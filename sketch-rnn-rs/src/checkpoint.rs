//! Run directories, weight checkpoints and resumable training state.
//!
//! Every run writes into `{output_dir}/{run_id}/`:
//! - `runid-{id}_epoch-{epoch:05}_encoder.safetensors`
//! - `runid-{id}_epoch-{epoch:05}_decoder.safetensors`
//! - `training_state.json` for the latest save
//! - `config.yaml` with the configuration the run was started with
//! - sampled sketches as `..._sample-{idx:04}_{orig,decoded}.json`

use std::path::{Path, PathBuf};

use rand::Rng;
use serde::{Deserialize, Serialize};

use crate::config::SketchRnnConfig;
use crate::data::Stroke3;
use crate::error::{SketchError, SketchResult};
use crate::model::SketchRnn;

const STATE_FILE: &str = "training_state.json";
const CONFIG_FILE: &str = "config.yaml";

/// Progress saved alongside each checkpoint.
#[derive(Debug, Clone, PartialEq, Serialize, Deserialize)]
pub struct TrainingState {
    /// Run identifier
    pub run_id: String,
    /// Last completed epoch
    pub epoch: usize,
    /// Optimizer steps taken so far
    pub global_step: usize,
    /// Learning rate at save time
    pub learning_rate: f64,
    /// KL multiplier at save time
    pub eta: f64,
}

/// Draw a 7-digit run id.
pub fn random_run_id<R: Rng + ?Sized>(rng: &mut R) -> String {
    format!("{:07}", rng.gen_range(0..1_000_000u32))
}

/// File layout of one run.
#[derive(Debug, Clone)]
pub struct CheckpointStore {
    run_id: String,
    run_dir: PathBuf,
}

impl CheckpointStore {
    /// Store for `run_id` under `output_dir`. Nothing is created on disk yet.
    pub fn new(output_dir: impl AsRef<Path>, run_id: impl Into<String>) -> Self {
        let run_id = run_id.into();
        let run_dir = output_dir.as_ref().join(&run_id);
        Self { run_id, run_dir }
    }

    /// Run identifier
    pub fn run_id(&self) -> &str {
        &self.run_id
    }

    /// Directory holding this run's files
    pub fn run_dir(&self) -> &Path {
        &self.run_dir
    }

    /// Create the run directory if needed.
    pub fn ensure_dir(&self) -> SketchResult<()> {
        std::fs::create_dir_all(&self.run_dir)?;
        Ok(())
    }

    fn prefix(&self, epoch: usize) -> String {
        format!("runid-{}_epoch-{epoch:05}", self.run_id)
    }

    /// Encoder weights for `epoch`
    pub fn encoder_path(&self, epoch: usize) -> PathBuf {
        self.run_dir
            .join(format!("{}_encoder.safetensors", self.prefix(epoch)))
    }

    /// Decoder weights for `epoch`
    pub fn decoder_path(&self, epoch: usize) -> PathBuf {
        self.run_dir
            .join(format!("{}_decoder.safetensors", self.prefix(epoch)))
    }

    /// Sample output for validation sketch `idx`; `kind` is `orig` or `decoded`.
    pub fn sample_path(&self, epoch: usize, idx: usize, kind: &str) -> PathBuf {
        self.run_dir
            .join(format!("{}_sample-{idx:04}_{kind}.json", self.prefix(epoch)))
    }

    /// Persist both sub-networks and the training state.
    pub fn save(&self, model: &SketchRnn, state: &TrainingState) -> SketchResult<()> {
        self.ensure_dir()?;
        model.save(&self.encoder_path(state.epoch), &self.decoder_path(state.epoch))?;
        std::fs::write(
            self.run_dir.join(STATE_FILE),
            serde_json::to_string_pretty(state)?,
        )?;
        tracing::info!(
            "Saved checkpoint: run {} epoch {} -> {}",
            self.run_id,
            state.epoch,
            self.run_dir.display()
        );
        Ok(())
    }

    /// Restore both sub-networks from the files of `epoch`.
    pub fn load(&self, model: &mut SketchRnn, epoch: usize) -> SketchResult<()> {
        model.load(&self.encoder_path(epoch), &self.decoder_path(epoch))?;
        tracing::info!("Loaded checkpoint: run {} epoch {}", self.run_id, epoch);
        Ok(())
    }

    /// Read the state written by the latest [`CheckpointStore::save`].
    pub fn load_state(&self) -> SketchResult<TrainingState> {
        let path = self.run_dir.join(STATE_FILE);
        let json = std::fs::read_to_string(&path).map_err(|e| {
            SketchError::checkpoint(format!("failed to read {}: {e}", path.display()))
        })?;
        let state: TrainingState = serde_json::from_str(&json)
            .map_err(|e| SketchError::checkpoint(format!("failed to parse state: {e}")))?;
        Ok(state)
    }

    /// Write the run configuration.
    pub fn save_config(&self, config: &SketchRnnConfig) -> SketchResult<()> {
        self.ensure_dir()?;
        config.to_file(self.run_dir.join(CONFIG_FILE))
    }

    /// Highest epoch with both weight files present.
    pub fn latest_epoch(&self) -> SketchResult<Option<usize>> {
        if !self.run_dir.exists() {
            return Ok(None);
        }
        let prefix = format!("runid-{}_epoch-", self.run_id);
        let mut latest = None;
        for entry in std::fs::read_dir(&self.run_dir)? {
            let name = entry?.file_name();
            let Some(name) = name.to_str() else { continue };
            let Some(epoch) = name
                .strip_prefix(&prefix)
                .and_then(|rest| rest.strip_suffix("_encoder.safetensors"))
                .and_then(|digits| digits.parse::<usize>().ok())
            else {
                continue;
            };
            if self.decoder_path(epoch).exists() {
                latest = latest.max(Some(epoch));
            }
        }
        Ok(latest)
    }

    /// Write a stroke-3 sketch as JSON.
    pub fn save_strokes(&self, path: &Path, strokes: &[Stroke3]) -> SketchResult<()> {
        self.ensure_dir()?;
        std::fs::write(path, serde_json::to_string(strokes)?)?;
        Ok(())
    }
}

# Work required:
The lines that mention the word "weights" should be pulled from the records above.

# Solution to this problem:
    /// Encoder weights for `epoch`
    /// Decoder weights for `epoch`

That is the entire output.